Data for this exercise Start Marker

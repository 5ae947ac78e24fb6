//! User settings, persisted as JSON.
//!
//! Settings are loaded once at startup, changed only through explicit edits
//! (`config set-*`), and saved on every change. Operations receive them as a
//! read-only value.

use serde::{Deserialize, Serialize};
use std::fs;
use std::path::{Path, PathBuf};

/// Default number of note ids per `notesInfo` request.
pub const DEFAULT_BATCH_SIZE: usize = 50;

/// Directory under the platform config dir holding the settings file.
const APP_DIR: &str = "anki-media-sync";
const SETTINGS_FILE: &str = "settings.json";

#[derive(Debug, Clone, PartialEq, Eq, Serialize, Deserialize)]
#[serde(default, rename_all = "camelCase")]
pub struct Settings {
    /// Folder checked first when a filename isn't found by name.
    /// Empty means no preferred folder.
    pub media_folder: String,
    /// Note ids per `notesInfo` request. Always at least 1.
    pub batch_size: usize,
}

impl Default for Settings {
    fn default() -> Self {
        Self {
            media_folder: String::new(),
            batch_size: DEFAULT_BATCH_SIZE,
        }
    }
}

impl Settings {
    /// Preferred media folder, if one is set.
    pub fn preferred_folder(&self) -> Option<&str> {
        let folder = self.media_folder.trim();
        (!folder.is_empty()).then_some(folder)
    }

    pub fn set_media_folder(&mut self, folder: impl Into<String>) {
        self.media_folder = folder.into();
    }

    /// Set the batch size, rejecting 0.
    pub fn set_batch_size(&mut self, size: usize) -> Result<(), SettingsError> {
        if size == 0 {
            return Err(SettingsError::InvalidBatchSize(size));
        }
        self.batch_size = size;
        Ok(())
    }

    /// Load settings from `path`. A missing file yields the defaults.
    ///
    /// Properties absent from the file take their default values. A stored
    /// batch size of 0 is replaced by the default.
    pub fn load(path: &Path) -> Result<Self, SettingsError> {
        let content = match fs::read_to_string(path) {
            Ok(content) => content,
            Err(e) if e.kind() == std::io::ErrorKind::NotFound => {
                tracing::debug!("No settings at {}, using defaults", path.display());
                return Ok(Self::default());
            }
            Err(e) => {
                return Err(SettingsError::Io {
                    path: path.to_path_buf(),
                    message: e.to_string(),
                });
            }
        };

        let mut settings: Settings =
            serde_json::from_str(&content).map_err(|e| SettingsError::Parse {
                path: path.to_path_buf(),
                message: e.to_string(),
            })?;

        if settings.batch_size == 0 {
            tracing::warn!(
                "Ignoring batch size 0 in {}, using {}",
                path.display(),
                DEFAULT_BATCH_SIZE
            );
            settings.batch_size = DEFAULT_BATCH_SIZE;
        }

        Ok(settings)
    }

    /// Write settings to `path`, creating parent directories.
    pub fn save(&self, path: &Path) -> Result<(), SettingsError> {
        let io_err = |e: std::io::Error| SettingsError::Io {
            path: path.to_path_buf(),
            message: e.to_string(),
        };

        if let Some(parent) = path.parent() {
            fs::create_dir_all(parent).map_err(io_err)?;
        }

        let json = serde_json::to_string_pretty(self).map_err(|e| SettingsError::Parse {
            path: path.to_path_buf(),
            message: e.to_string(),
        })?;
        fs::write(path, json).map_err(io_err)
    }

    /// Platform settings location: `<config dir>/anki-media-sync/settings.json`.
    pub fn default_path() -> Result<PathBuf, SettingsError> {
        dirs::config_dir()
            .map(|dir| dir.join(APP_DIR).join(SETTINGS_FILE))
            .ok_or(SettingsError::NoConfigDir)
    }
}

/// Expand ~ or ~/ prefix to the user's home directory.
pub fn expand_tilde(path: &str) -> PathBuf {
    if path == "~" {
        dirs::home_dir().unwrap_or_else(|| PathBuf::from("~"))
    } else if let Some(rest) = path.strip_prefix("~/") {
        dirs::home_dir()
            .map(|home| home.join(rest))
            .unwrap_or_else(|| PathBuf::from(path))
    } else {
        PathBuf::from(path)
    }
}

#[derive(Debug, thiserror::Error)]
pub enum SettingsError {
    #[error("Batch size must be greater than 0 (got {0})")]
    InvalidBatchSize(usize),

    #[error("Failed to access settings at {}: {message}", path.display())]
    Io { path: PathBuf, message: String },

    #[error("Invalid settings file {}: {message}", path.display())]
    Parse { path: PathBuf, message: String },

    #[error("Could not determine the platform config directory")]
    NoConfigDir,
}

#[cfg(test)]
mod tests {
    use super::*;
    use tempfile::TempDir;

    #[test]
    fn defaults() {
        let settings = Settings::default();
        assert_eq!(settings.media_folder, "");
        assert_eq!(settings.batch_size, 50);
        assert_eq!(settings.preferred_folder(), None);
    }

    #[test]
    fn preferred_folder_trims() {
        let mut settings = Settings::default();
        settings.set_media_folder("  attachments ");
        assert_eq!(settings.preferred_folder(), Some("attachments"));
        settings.set_media_folder("   ");
        assert_eq!(settings.preferred_folder(), None);
    }

    #[test]
    fn batch_size_must_be_positive() {
        let mut settings = Settings::default();
        assert!(matches!(
            settings.set_batch_size(0),
            Err(SettingsError::InvalidBatchSize(0))
        ));
        assert_eq!(settings.batch_size, 50);

        settings.set_batch_size(10).unwrap();
        assert_eq!(settings.batch_size, 10);
    }

    #[test]
    fn save_then_load() {
        let dir = TempDir::new().unwrap();
        let path = dir.path().join("nested/settings.json");

        let mut settings = Settings::default();
        settings.set_media_folder("assets");
        settings.set_batch_size(7).unwrap();
        settings.save(&path).unwrap();

        let raw: serde_json::Value =
            serde_json::from_str(&fs::read_to_string(&path).unwrap()).unwrap();
        assert_eq!(raw, serde_json::json!({"mediaFolder": "assets", "batchSize": 7}));

        assert_eq!(Settings::load(&path).unwrap(), settings);
    }

    #[test]
    fn missing_file_yields_defaults() {
        let dir = TempDir::new().unwrap();
        let settings = Settings::load(&dir.path().join("absent.json")).unwrap();
        assert_eq!(settings, Settings::default());
    }

    #[test]
    fn partial_file_merges_with_defaults() {
        let dir = TempDir::new().unwrap();
        let path = dir.path().join("settings.json");
        fs::write(&path, r#"{"mediaFolder": "images"}"#).unwrap();

        let settings = Settings::load(&path).unwrap();
        assert_eq!(settings.media_folder, "images");
        assert_eq!(settings.batch_size, DEFAULT_BATCH_SIZE);
    }

    #[test]
    fn zero_batch_size_in_file_falls_back() {
        let dir = TempDir::new().unwrap();
        let path = dir.path().join("settings.json");
        fs::write(&path, r#"{"batchSize": 0}"#).unwrap();

        assert_eq!(Settings::load(&path).unwrap().batch_size, DEFAULT_BATCH_SIZE);
    }

    #[test]
    fn invalid_json_is_an_error() {
        let dir = TempDir::new().unwrap();
        let path = dir.path().join("settings.json");
        fs::write(&path, "{not json").unwrap();

        assert!(matches!(
            Settings::load(&path),
            Err(SettingsError::Parse { .. })
        ));
    }

    #[test]
    fn expand_tilde_leaves_plain_paths() {
        assert_eq!(expand_tilde("/abs/vault"), PathBuf::from("/abs/vault"));
        assert_eq!(expand_tilde("rel/vault"), PathBuf::from("rel/vault"));
    }
}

Data for this exercise End Marker

Please report how many lines of the entries above include "mediaFolder". Only the number is wanted.

• **Answer section**: 2